DIRECTIONS FOR THIS TASK:
Everything from the line containing "pub struct TelemetryProviders" to the end of the records below should be repeated exactly, with no other lines added.

DATASET EXCERPTS:

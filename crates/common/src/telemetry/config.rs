use opentelemetry_sdk::{logs::LoggerProvider, trace::TracerProvider as SdkTracerProvider};

#[derive(Clone, Debug)]
pub struct TelemetryConfig {
    pub service_name: String,
    pub log_level: String,
    /// Export spans and logs over OTLP in addition to stdout
    pub otel_enabled: bool,
    pub otel_endpoint: String,
}

impl Default for TelemetryConfig {
    fn default() -> Self {
        Self {
            service_name: "trackline".to_string(),
            log_level: "info".to_string(),
            otel_enabled: false,
            otel_endpoint: "http://localhost:4317".to_string(),
        }
    }
}

/// Exporter providers kept alive until shutdown so pending data is flushed
pub struct TelemetryProviders {
    pub tracer_provider: SdkTracerProvider,
    pub logger_provider: LoggerProvider,
}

EXPECTED ANSWER:
pub struct TelemetryProviders {
    pub tracer_provider: SdkTracerProvider,
    pub logger_provider: LoggerProvider,
}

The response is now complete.